“Art is noble through being useless.” So said cultural historian Jacque Barzun, in a series of lectures delivered at the National Gallery in Washington (later reprinted as “The Use and Abuse of Art“). Which begs the question, does its inversion also hold true: Art is useless through being noble.”

I spent about 10 years after graduate school painting and being Mr. Mom while my wife toiled away as an attorney. Being immersed in so much domesticity naturally shaped my creative output. My art during this period was largely concerned with domestic life in all its manifestations, including being a caregiver to my two sons.

It was the best job I ever had in my life.

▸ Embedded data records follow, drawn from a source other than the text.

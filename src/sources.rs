//! Sources file loading.
//!
//! The input is a JSON array of securities:
//! `[{"isin": "IE00B4L5Y983", "name": "...", "record_ref": "..."}]`
//! where `record_ref` is optional.

use crate::model::Security;
use anyhow::{bail, Context, Result};
use std::path::Path;

/// Load the ordered security list from a JSON file.
///
/// Order is preserved — the orchestrator processes securities strictly in
/// input order.
pub fn load_securities(path: &Path) -> Result<Vec<Security>> {
    let raw = std::fs::read_to_string(path)
        .with_context(|| format!("failed to read sources: {}", path.display()))?;
    let securities: Vec<Security> = serde_json::from_str(&raw)
        .with_context(|| format!("invalid sources file: {}", path.display()))?;

    for s in &securities {
        if s.isin.len() != 12 {
            bail!("malformed ISIN in sources file: {:?}", s.isin);
        }
    }

    Ok(securities)
}
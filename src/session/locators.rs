//! CSS selectors for the gated fund site.
//!
//! Kept in one place so markup changes touch a single file.

pub const ACCEPT_ALL_BUTTON: &str = "#qc-cmp2-ui button[mode='primary']";
pub const COUNTRY_SELECTOR: &str = ".country-selector";
pub const INVESTOR_COUNTRY_BUTTON: &str = ".fund-market-type";
pub const PROFESSIONAL_INVESTOR_LABEL: &str = "label[for='professional']";
pub const TOS_CHECKBOX: &str = "label[for='fund-market-checkbox-mandatory'] span";
pub const CONFIRM_BUTTON: &str = ".btn.fundmarket-btn.confirm";
pub const SEARCH_INPUT_CONTAINER: &str = ".input-container";
pub const SEARCH_INPUT: &str = ".input-container input";
pub const SEARCH_BUTTON: &str = "button[type='submit']";
pub const RESULT_ROW: &str = "ul.list div[data-name='MR']";
pub const NOT_MEMBER_ROW: &str = "ul.list li.not-member";
pub const PDF_LINK: &str = "ul.list div[data-name='MR'] li a.fancybox";

/// Selector for one country entry in the jurisdiction picker.
pub fn country_item(country_code: &str) -> String {
    format!(".countryItem[data-cc='{country_code}']")
}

Later we switched roles and I went back to work full time doing web-related design and IT work. Finding time to paint became an ongoing struggle but I still manage to make art, although at times it’s felt a little episodic.  Of late, I’ve found myself working more and more in the studio, and it feels good.

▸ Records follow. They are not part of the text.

// Copyright 2026 factfetch contributors
// SPDX-License-Identifier: Apache-2.0

#![allow(dead_code, unused_imports)]

use anyhow::Result;
use clap::{CommandFactory, Parser, Subcommand};
use clap_complete::Shell;
use std::path::PathBuf;

mod cli;
mod config;
mod download;
mod jurisdiction;
mod model;
mod orchestrator;
mod runlog;
mod session;
mod sink;
mod sources;
mod store;

#[derive(Parser)]
#[command(
    name = "factfetch",
    about = "factfetch — factsheet PDF retrieval for ISIN lists",
    version,
    after_help = "Run 'factfetch <command> --help' for details on each command."
)]
struct Cli {
    /// Enable verbose/debug logging
    #[arg(long, short, global = true)]
    verbose: bool,

    /// Suppress non-essential output
    #[arg(long, short, global = true)]
    quiet: bool,

    #[command(subcommand)]
    command: Commands,
}

#[derive(Subcommand)]
enum Commands {
    /// Fetch factsheets for every security in a sources file
    Fetch {
        /// JSON sources file: [{"isin": "...", "name": "...", "record_ref"?: "..."}]
        #[arg(long)]
        sources: PathBuf,
        /// Optional JSON config file
        #[arg(long)]
        config: Option<PathBuf>,
        /// Entry URL of the fund site (overrides the config file)
        #[arg(long)]
        base_url: Option<String>,
        /// Attempts per security before abandoning it
        #[arg(long)]
        max_retries: Option<u32>,
    },
    /// Check environment and diagnose issues
    Doctor,
    /// Generate shell completion scripts
    Completions {
        /// Shell type (bash, zsh, fish, powershell)
        shell: Shell,
    },
}

#[tokio::main]
async fn main() -> Result<()> {
    let cli = Cli::parse();

    let default_level = if cli.verbose {
        "factfetch=debug"
    } else if cli.quiet {
        "factfetch=error"
    } else {
        "factfetch=info"
    };
    tracing_subscriber::fmt()
        .with_env_filter(
            tracing_subscriber::EnvFilter::from_default_env()
                .add_directive(default_level.parse().unwrap()),
        )
        .init();

    let result = match cli.command {
        Commands::Fetch {
            sources,
            config,
            base_url,
            max_retries,
        } => {
            cli::fetch_cmd::run(cli::fetch_cmd::FetchArgs {
                sources,
                config,
                base_url,
                max_retries,
            })
            .await
        }
        Commands::Doctor => cli::doctor::run().await,
        Commands::Completions { shell } => {
            let mut cmd = Cli::command();
            clap_complete::generate(shell, &mut cmd, "factfetch", &mut std::io::stdout());
            Ok(())
        }
    };

    if let Err(e) = &result {
        eprintln!("  Error: {e:#}");
        std::process::exit(1);
    }

    result
}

Art is ultimately about language: how we communicate, not just what we communicate. It’s what makes a grocery list different from a poem.

We each engage in a dialog with a piece of art when we encounter it. Your conversation is hopefully different from mine. I see my work as being like loose pages out of a book where the viewer finishes the story. I don’t have a set way I want the story to be completed — in fact if it has only one ending it hardly seems worth looking at a second time.

Finally, making art is how you find out what really matters to you. Until you are emotionally engaged in your subject, you’ll never create anything important. because if it isn’t important to you, it will never be important to anyone else.